Symptoms. – First described by Underwood in 1784, this rare disease may be present at birth or develop within ten days, rarely later. The strictly congenital cases, if not still-born, die within a few days. As a rule the legs are first involved; following this, the back, chest and remaining surfaces of the skin become affected in four or five days. It rarely begins on the face and spreads downward, but whatever its point of origin, the process may be arrested when only part of the surface is involved. The skin affected presents a hard, resisting surface which cannot be pitted on pressure or gathered into folds. At first whitish or dirty yellow in color, it soon becomes deeper colored or livid in hue. The natural wrinkles are obliterated and the surface looks or feels smooth, polished, firm, cold and marbleized. Immobility of the face may be so pronounced as to prevent movement of the jaws. Thus the patient is unable to take food. Often an infant will show a fixation of the whole body so marked that raising it with one hand will not change the straightened outlines. The pulse and respiration may be less than half their normal frequency and the temperature markedly sub-normal, sinking lower as death approaches.
Etiology and Pathology. – Both are obscure. The condition occurs in premature children or those who suffer form malnutrition, faulty circulation, or digestive, pulmonary or cardiac disorders. Whatever the predisposing cause may be, the immediate one is the retardation of the cutaneous capillary circulation. Pathological findings present no unit; Langer believes the disease is due to an infiltration and solidification of subcutaneous fat; Parrot holds that the solidification results from diarrheal depletion; and Ballantyne claims that the disease is due to an over-growth of connective tissue leading to atrophy of the fat-cells, and that the condition is a trophoneurosis.
Prognosis and Treatment. – These cases usually end fatally. Only those in which the induration is not general or complete recovery. Measures that increase the body temperature and improve the circulation of the blood, are indicated.
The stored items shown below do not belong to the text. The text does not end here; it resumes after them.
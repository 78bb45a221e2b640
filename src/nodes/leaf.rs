use crate::dsl::Element;
use crate::error::{Result, WanoError};
use serde_json::{json, Value};

/// Scalar payload of a leaf node.
#[derive(Debug, Clone, PartialEq)]
pub enum LeafValue {
    Float(f64),
    Int(i64),
    Bool(bool),
    String(String),
    File(FileRef),
    Matrix(Matrix),
}

/// A file input. `script` files are always staged from the local disk.
#[derive(Debug, Clone, PartialEq)]
pub struct FileRef {
    pub path: String,
    pub logical_filename: String,
    pub local: bool,
    pub script: bool,
}

/// Rectangular table of floats or strings, written as a JSON array literal.
#[derive(Debug, Clone, PartialEq)]
pub struct Matrix {
    pub numeric: bool,
    pub rows: Vec<Vec<Value>>,
}

#[derive(Debug, Clone, PartialEq)]
pub struct Leaf {
    pub value: LeafValue,
}

impl Leaf {
    pub fn is_leaf_tag(tag: &str) -> bool {
        matches!(
            tag,
            "WaNoFloat"
                | "WaNoInt"
                | "WaNoBool"
                | "WaNoString"
                | "WaNoFile"
                | "WaNoScript"
                | "WaNoMatrixFloat"
                | "WaNoMatrixString"
        )
    }

    /// String values keep their whitespace; every other kind is trimmed.
    pub fn parse(element: &Element, path: &str) -> Result<Self> {
        let raw = element.text_or_empty();
        let text = raw.trim();
        let value = match element.tag.as_str() {
            "WaNoFloat" => LeafValue::Float(parse_float(text, path)?),
            "WaNoInt" => LeafValue::Int(parse_int(text, path)?),
            "WaNoBool" => LeafValue::Bool(parse_bool(text, path)?),
            "WaNoString" => LeafValue::String(raw.to_string()),
            "WaNoFile" => LeafValue::File(FileRef {
                path: text.to_string(),
                logical_filename: element.required_attr("logical_filename")?.to_string(),
                local: element.attr("local").map(is_true).unwrap_or(false),
                script: false,
            }),
            "WaNoScript" => LeafValue::File(FileRef {
                path: text.to_string(),
                logical_filename: element
                    .attr("logical_filename")
                    .map(str::to_string)
                    .unwrap_or_else(|| basename(text)),
                local: true,
                script: true,
            }),
            "WaNoMatrixFloat" => LeafValue::Matrix(parse_matrix(text, true, path)?),
            "WaNoMatrixString" => LeafValue::Matrix(parse_matrix(text, false, path)?),
            other => {
                return Err(WanoError::NotImplemented {
                    tag: other.to_string(),
                })
            }
        };
        Ok(Self { value })
    }

    /// Primitive kind as reported to the renderer.
    pub fn type_str(&self) -> &'static str {
        match &self.value {
            LeafValue::Float(_) => "Float",
            LeafValue::Int(_) => "Int",
            LeafValue::Bool(_) => "Boolean",
            LeafValue::String(_) => "String",
            LeafValue::File(_) => "File",
            LeafValue::Matrix(_) => "Matrix",
        }
    }

    pub fn get_data(&self) -> Value {
        match &self.value {
            LeafValue::Float(f) => json!(f),
            LeafValue::Int(i) => json!(i),
            LeafValue::Bool(b) => json!(b),
            LeafValue::String(s) => json!(s),
            LeafValue::File(f) => json!(f.path),
            LeafValue::Matrix(m) => json!(m.rows),
        }
    }

    pub fn file(&self) -> Option<&FileRef> {
        match &self.value {
            LeafValue::File(f) => Some(f),
            _ => None,
        }
    }

    /// Converts `text` to this leaf's kind. On failure the old value stays.
    pub fn set_text(&mut self, text: &str, path: &str) -> Result<()> {
        match &mut self.value {
            LeafValue::Float(f) => *f = parse_float(text, path)?,
            LeafValue::Int(i) => *i = parse_int(text, path)?,
            LeafValue::Bool(b) => *b = parse_bool(text, path)?,
            LeafValue::String(s) => *s = text.to_string(),
            LeafValue::File(f) => f.path = text.trim().to_string(),
            LeafValue::Matrix(m) => *m = parse_matrix(text, m.numeric, path)?,
        }
        Ok(())
    }

    /// Text form written back into the XML element.
    pub fn to_text(&self) -> String {
        match &self.value {
            LeafValue::Float(f) => format!("{f:?}"),
            LeafValue::Int(i) => i.to_string(),
            LeafValue::Bool(b) => (if *b { "True" } else { "False" }).to_string(),
            LeafValue::String(s) => s.clone(),
            LeafValue::File(f) => f.path.clone(),
            LeafValue::Matrix(m) => Value::from(m.rows.clone()).to_string(),
        }
    }

    pub fn write_attributes(&self, element: &mut Element) {
        if let LeafValue::File(f) = &self.value {
            element.set_attr("logical_filename", f.logical_filename.as_str());
            if !f.script {
                element.set_attr("local", if f.local { "True" } else { "False" });
            }
        }
    }
}

fn is_true(text: &str) -> bool {
    matches!(text.trim(), "True" | "true" | "1")
}

fn basename(path: &str) -> String {
    path.rsplit(['/', '\\']).next().unwrap_or(path).to_string()
}

/// `inf` and `NaN` have no plain-data form, so only finite values pass.
fn parse_float(text: &str, path: &str) -> Result<f64> {
    text.trim()
        .parse::<f64>()
        .ok()
        .filter(|f| f.is_finite())
        .ok_or_else(|| invalid(text, path, "a finite float"))
}

fn parse_int(text: &str, path: &str) -> Result<i64> {
    text.trim().parse().map_err(|_| invalid(text, path, "an integer"))
}

fn parse_bool(text: &str, path: &str) -> Result<bool> {
    match text.trim() {
        "True" | "true" | "1" => Ok(true),
        "False" | "false" | "0" => Ok(false),
        _ => Err(invalid(text, path, "True or False")),
    }
}

fn parse_matrix(text: &str, numeric: bool, path: &str) -> Result<Matrix> {
    let expected = if numeric {
        "a rectangular matrix of floats"
    } else {
        "a rectangular matrix of strings"
    };
    if text.trim().is_empty() {
        return Ok(Matrix {
            numeric,
            rows: Vec::new(),
        });
    }

    let rows: Vec<Vec<Value>> =
        serde_json::from_str(text).map_err(|_| invalid(text, path, expected))?;
    let width = rows.first().map(Vec::len).unwrap_or(0);
    let well_formed = rows.iter().all(|row| {
        row.len() == width
            && row
                .iter()
                .all(|cell| if numeric { cell.is_number() } else { cell.is_string() })
    });
    if !well_formed {
        return Err(invalid(text, path, expected));
    }
    Ok(Matrix { numeric, rows })
}

fn invalid(text: &str, path: &str, expected: &'static str) -> WanoError {
    WanoError::InvalidValue {
        path: path.to_string(),
        value: text.to_string(),
        expected,
    }
}

#[cfg(test)]
mod tests {
    use super::*;
    use crate::dsl::builder;

    #[test]
    fn test_float_leaf() {
        let mut leaf = Leaf::parse(&builder::float("Lx", 25.0), "Box.Lx").unwrap();
        assert_eq!(leaf.type_str(), "Float");
        assert_eq!(leaf.get_data(), json!(25.0));

        leaf.set_text("40", "Box.Lx").unwrap();
        assert_eq!(leaf.to_text(), "40.0");

        let err = leaf.set_text("forty", "Box.Lx").unwrap_err();
        assert!(matches!(err, WanoError::InvalidValue { .. }));
        assert_eq!(leaf.get_data(), json!(40.0));
    }

    #[test]
    fn test_non_finite_floats_are_rejected() {
        let mut leaf = Leaf::parse(&builder::float("x", 1.5), "x").unwrap();
        for text in ["inf", "-inf", "NaN", "infinity"] {
            assert!(matches!(
                leaf.set_text(text, "x"),
                Err(WanoError::InvalidValue { .. })
            ));
        }
        assert_eq!(leaf.get_data(), json!(1.5));

        let element = Element::new("WaNoFloat").with_attr("name", "x").with_text("NaN");
        assert!(Leaf::parse(&element, "x").is_err());
    }

    #[test]
    fn test_string_keeps_surrounding_whitespace() {
        let mut leaf = Leaf::parse(&builder::string("s", "  padded "), "s").unwrap();
        assert_eq!(leaf.get_data(), json!("  padded "));

        leaf.set_text(" a b ", "s").unwrap();
        assert_eq!(leaf.to_text(), " a b ");

        let mut number = Leaf::parse(&builder::int("n", 1), "n").unwrap();
        number.set_text(" 7 ", "n").unwrap();
        assert_eq!(number.get_data(), json!(7));
    }

    #[test]
    fn test_bool_accepts_python_spelling() {
        let leaf = Leaf::parse(&builder::boolean("flag", true), "flag").unwrap();
        assert_eq!(leaf.to_text(), "True");
        assert_eq!(leaf.get_data(), json!(true));
    }

    #[test]
    fn test_file_requires_logical_filename() {
        let element = Element::new("WaNoFile")
            .with_attr("name", "f")
            .with_text("a.txt");
        assert!(matches!(
            Leaf::parse(&element, "f"),
            Err(WanoError::MissingAttribute { .. })
        ));
    }

    #[test]
    fn test_script_defaults_logical_name_to_basename() {
        let element = Element::new("WaNoScript")
            .with_attr("name", "s")
            .with_text("scripts/run.sh");
        let leaf = Leaf::parse(&element, "s").unwrap();
        let file = leaf.file().unwrap();
        assert_eq!(file.logical_filename, "run.sh");
        assert!(file.local);
        assert_eq!(leaf.type_str(), "File");
    }

    #[test]
    fn test_matrix_must_be_rectangular() {
        let ok = Element::new("WaNoMatrixFloat")
            .with_attr("name", "m")
            .with_text("[[1.0, 2.0], [3.0, 4.0]]");
        let leaf = Leaf::parse(&ok, "m").unwrap();
        assert_eq!(leaf.get_data(), json!([[1.0, 2.0], [3.0, 4.0]]));

        let ragged = ok.clone().with_text("[[1.0, 2.0], [3.0]]");
        assert!(Leaf::parse(&ragged, "m").is_err());
    }
}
An incubator can be used, if convenient, for the purpose of furnishing artificial heat or hot flannels, cotton, wool and hot-water bottle may be fed by the mouth or if unable to swallow, a rubber tube and syringe or stomach pump can be used to introduce nourishment into the stomach. Indicated drugs can be given on the tongue or by hypodermic injection; likewise stimulants if needed. Apis, Alumina, Bryonia and Secale may be studied.